■ **Task prompt**
Within the entries below, find every line that has the string "type", then copy it.

The data Start Marker

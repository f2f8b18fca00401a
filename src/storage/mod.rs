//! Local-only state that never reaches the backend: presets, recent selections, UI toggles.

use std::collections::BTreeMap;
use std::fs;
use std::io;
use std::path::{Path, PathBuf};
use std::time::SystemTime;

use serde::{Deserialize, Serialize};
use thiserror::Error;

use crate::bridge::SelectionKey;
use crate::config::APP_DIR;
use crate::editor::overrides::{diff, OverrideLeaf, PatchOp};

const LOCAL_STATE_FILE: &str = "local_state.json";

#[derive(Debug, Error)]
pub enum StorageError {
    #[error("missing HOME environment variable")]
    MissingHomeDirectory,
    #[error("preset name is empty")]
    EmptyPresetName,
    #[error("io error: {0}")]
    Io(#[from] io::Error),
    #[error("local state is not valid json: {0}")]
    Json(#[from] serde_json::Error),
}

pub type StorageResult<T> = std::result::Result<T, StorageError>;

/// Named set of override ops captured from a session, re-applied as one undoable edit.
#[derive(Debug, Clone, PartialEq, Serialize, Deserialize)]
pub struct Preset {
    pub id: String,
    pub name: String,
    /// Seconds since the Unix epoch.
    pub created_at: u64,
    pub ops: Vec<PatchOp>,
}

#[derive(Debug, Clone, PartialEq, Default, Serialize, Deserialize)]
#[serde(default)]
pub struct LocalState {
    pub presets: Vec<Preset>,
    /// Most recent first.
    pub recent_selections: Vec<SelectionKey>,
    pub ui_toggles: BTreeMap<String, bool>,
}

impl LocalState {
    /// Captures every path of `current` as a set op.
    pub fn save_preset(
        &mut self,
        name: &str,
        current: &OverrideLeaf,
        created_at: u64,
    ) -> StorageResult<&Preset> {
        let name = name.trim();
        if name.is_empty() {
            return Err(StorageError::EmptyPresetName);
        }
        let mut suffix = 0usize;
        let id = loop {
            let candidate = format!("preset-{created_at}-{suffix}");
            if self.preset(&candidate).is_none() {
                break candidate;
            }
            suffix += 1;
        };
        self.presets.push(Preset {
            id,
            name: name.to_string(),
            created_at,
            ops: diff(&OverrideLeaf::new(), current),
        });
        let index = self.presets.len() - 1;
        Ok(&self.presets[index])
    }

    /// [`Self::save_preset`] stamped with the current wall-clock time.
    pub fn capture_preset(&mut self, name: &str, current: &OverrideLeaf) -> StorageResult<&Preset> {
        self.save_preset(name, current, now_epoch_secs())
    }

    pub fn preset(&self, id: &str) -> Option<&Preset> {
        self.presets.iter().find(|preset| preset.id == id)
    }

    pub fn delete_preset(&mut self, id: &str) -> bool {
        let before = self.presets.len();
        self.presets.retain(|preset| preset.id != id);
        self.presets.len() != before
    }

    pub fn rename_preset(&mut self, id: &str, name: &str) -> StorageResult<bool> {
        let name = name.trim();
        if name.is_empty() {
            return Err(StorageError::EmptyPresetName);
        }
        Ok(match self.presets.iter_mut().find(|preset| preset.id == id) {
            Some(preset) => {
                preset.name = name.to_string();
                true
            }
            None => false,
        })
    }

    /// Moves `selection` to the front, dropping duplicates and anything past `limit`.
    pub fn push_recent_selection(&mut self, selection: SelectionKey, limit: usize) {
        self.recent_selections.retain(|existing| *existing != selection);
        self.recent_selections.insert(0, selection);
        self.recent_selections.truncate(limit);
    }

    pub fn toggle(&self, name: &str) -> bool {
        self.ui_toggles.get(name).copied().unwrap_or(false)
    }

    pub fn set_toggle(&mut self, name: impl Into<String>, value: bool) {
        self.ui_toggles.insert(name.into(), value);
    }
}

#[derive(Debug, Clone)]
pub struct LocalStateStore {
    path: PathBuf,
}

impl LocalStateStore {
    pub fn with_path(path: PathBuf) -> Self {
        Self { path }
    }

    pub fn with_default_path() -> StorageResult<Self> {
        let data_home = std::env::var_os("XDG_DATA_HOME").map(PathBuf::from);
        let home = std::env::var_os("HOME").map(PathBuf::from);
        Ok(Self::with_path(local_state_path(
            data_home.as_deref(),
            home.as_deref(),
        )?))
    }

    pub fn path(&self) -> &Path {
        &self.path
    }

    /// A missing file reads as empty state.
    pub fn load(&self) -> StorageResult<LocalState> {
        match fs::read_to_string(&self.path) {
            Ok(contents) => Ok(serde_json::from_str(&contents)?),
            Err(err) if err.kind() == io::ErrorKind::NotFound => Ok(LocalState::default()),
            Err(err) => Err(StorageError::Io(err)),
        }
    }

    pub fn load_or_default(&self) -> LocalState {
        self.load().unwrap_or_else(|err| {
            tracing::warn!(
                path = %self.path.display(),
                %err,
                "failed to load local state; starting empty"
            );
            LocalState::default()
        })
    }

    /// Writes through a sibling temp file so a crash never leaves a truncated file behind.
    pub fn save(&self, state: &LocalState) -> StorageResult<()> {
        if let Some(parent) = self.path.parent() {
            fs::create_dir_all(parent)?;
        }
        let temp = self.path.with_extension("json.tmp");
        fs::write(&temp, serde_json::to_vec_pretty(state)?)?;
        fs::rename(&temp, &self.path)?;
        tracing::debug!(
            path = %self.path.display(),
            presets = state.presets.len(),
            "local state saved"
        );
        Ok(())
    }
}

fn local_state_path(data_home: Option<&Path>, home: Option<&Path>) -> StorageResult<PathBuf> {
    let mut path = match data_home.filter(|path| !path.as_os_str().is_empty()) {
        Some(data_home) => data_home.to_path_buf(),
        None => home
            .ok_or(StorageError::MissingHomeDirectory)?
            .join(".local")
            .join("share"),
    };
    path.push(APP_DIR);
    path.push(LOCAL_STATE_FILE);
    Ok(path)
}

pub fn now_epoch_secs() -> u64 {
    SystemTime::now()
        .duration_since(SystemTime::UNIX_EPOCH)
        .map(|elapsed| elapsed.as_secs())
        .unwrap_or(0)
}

The data End Marker
The data Start Marker

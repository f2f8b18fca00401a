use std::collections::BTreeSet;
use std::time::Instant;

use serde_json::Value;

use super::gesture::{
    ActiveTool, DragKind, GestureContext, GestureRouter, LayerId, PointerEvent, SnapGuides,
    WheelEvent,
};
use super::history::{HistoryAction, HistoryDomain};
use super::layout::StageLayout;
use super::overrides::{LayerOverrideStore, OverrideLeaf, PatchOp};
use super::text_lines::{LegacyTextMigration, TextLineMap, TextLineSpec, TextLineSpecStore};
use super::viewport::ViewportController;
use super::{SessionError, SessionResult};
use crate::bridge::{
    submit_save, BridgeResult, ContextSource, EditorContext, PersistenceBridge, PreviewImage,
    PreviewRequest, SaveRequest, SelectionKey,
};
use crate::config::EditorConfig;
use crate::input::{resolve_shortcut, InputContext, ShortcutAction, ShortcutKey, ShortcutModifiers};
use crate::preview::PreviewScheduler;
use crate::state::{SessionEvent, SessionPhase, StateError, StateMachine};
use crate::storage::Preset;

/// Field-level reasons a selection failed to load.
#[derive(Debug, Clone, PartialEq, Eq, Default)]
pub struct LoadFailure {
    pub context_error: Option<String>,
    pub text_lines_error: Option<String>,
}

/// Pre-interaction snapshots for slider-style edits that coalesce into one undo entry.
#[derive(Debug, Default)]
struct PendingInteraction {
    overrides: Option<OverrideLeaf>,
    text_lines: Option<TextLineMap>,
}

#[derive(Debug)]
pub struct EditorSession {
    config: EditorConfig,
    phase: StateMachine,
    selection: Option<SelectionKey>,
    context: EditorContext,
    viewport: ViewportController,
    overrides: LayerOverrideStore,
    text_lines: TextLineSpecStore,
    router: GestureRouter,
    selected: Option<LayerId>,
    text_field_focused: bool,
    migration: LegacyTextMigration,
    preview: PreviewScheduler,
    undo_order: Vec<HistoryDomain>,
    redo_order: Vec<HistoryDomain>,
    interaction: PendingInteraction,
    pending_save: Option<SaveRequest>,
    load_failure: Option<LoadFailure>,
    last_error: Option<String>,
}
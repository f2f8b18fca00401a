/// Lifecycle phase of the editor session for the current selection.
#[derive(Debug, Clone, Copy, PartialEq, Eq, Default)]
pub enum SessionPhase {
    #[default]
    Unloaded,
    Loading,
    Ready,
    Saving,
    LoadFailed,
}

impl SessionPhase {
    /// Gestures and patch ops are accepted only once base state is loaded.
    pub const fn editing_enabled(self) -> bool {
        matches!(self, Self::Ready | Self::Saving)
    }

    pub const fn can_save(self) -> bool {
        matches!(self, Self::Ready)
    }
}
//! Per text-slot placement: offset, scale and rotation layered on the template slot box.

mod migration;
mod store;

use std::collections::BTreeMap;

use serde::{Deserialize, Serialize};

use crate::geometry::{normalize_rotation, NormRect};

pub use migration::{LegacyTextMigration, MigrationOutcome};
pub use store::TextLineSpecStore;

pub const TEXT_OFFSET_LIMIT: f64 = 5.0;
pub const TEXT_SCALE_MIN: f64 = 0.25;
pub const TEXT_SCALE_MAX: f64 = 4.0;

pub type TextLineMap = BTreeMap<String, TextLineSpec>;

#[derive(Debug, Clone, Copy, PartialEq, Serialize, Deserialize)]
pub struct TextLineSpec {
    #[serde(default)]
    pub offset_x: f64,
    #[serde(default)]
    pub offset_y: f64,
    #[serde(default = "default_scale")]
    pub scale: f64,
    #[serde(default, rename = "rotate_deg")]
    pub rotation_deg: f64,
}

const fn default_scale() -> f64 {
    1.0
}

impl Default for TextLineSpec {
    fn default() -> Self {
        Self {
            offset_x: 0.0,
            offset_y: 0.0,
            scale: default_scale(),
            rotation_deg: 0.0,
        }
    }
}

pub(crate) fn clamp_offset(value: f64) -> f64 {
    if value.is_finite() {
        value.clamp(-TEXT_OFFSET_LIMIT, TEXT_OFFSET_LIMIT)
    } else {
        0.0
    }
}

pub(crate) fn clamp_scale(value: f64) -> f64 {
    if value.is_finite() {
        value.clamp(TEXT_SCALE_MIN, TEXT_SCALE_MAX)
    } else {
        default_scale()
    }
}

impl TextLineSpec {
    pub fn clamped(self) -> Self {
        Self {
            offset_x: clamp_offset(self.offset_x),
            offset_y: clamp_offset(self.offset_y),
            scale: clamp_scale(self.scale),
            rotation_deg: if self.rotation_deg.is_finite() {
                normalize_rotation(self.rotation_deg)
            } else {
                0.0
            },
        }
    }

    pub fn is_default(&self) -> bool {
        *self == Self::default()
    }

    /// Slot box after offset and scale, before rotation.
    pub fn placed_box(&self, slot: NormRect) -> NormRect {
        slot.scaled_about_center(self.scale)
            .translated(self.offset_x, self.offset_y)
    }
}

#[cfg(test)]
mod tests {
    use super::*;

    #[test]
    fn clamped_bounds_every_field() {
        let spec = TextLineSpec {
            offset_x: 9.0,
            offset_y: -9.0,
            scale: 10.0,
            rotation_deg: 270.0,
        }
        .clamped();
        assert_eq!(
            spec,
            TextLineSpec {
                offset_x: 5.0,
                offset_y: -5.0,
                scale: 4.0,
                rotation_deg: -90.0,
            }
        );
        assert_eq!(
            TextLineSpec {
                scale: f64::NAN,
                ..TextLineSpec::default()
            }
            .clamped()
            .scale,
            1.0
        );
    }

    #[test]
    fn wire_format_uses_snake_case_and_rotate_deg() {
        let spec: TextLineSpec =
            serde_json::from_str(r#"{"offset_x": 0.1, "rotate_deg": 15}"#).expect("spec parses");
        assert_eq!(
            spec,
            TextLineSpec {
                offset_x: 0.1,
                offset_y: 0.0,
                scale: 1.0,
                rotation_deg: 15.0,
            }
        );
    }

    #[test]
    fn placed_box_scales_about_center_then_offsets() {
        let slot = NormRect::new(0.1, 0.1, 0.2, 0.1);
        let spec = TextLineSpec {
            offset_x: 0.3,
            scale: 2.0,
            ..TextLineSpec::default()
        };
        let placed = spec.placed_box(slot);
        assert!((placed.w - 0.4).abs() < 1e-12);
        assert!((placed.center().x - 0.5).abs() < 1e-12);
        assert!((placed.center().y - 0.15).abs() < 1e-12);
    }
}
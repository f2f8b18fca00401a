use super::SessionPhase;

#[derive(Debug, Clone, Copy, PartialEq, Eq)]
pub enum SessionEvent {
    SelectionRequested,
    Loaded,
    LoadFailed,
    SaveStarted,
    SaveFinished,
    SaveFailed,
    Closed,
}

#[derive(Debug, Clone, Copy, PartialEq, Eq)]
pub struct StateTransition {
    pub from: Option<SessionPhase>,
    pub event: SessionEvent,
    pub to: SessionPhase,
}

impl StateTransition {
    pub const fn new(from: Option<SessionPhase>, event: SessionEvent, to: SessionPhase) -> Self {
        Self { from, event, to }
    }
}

The data End Marker

■ **Response**
pub type StorageResult<T> = std::result::Result<T, StorageError>;
pub type TextLineMap = BTreeMap<String, TextLineSpec>;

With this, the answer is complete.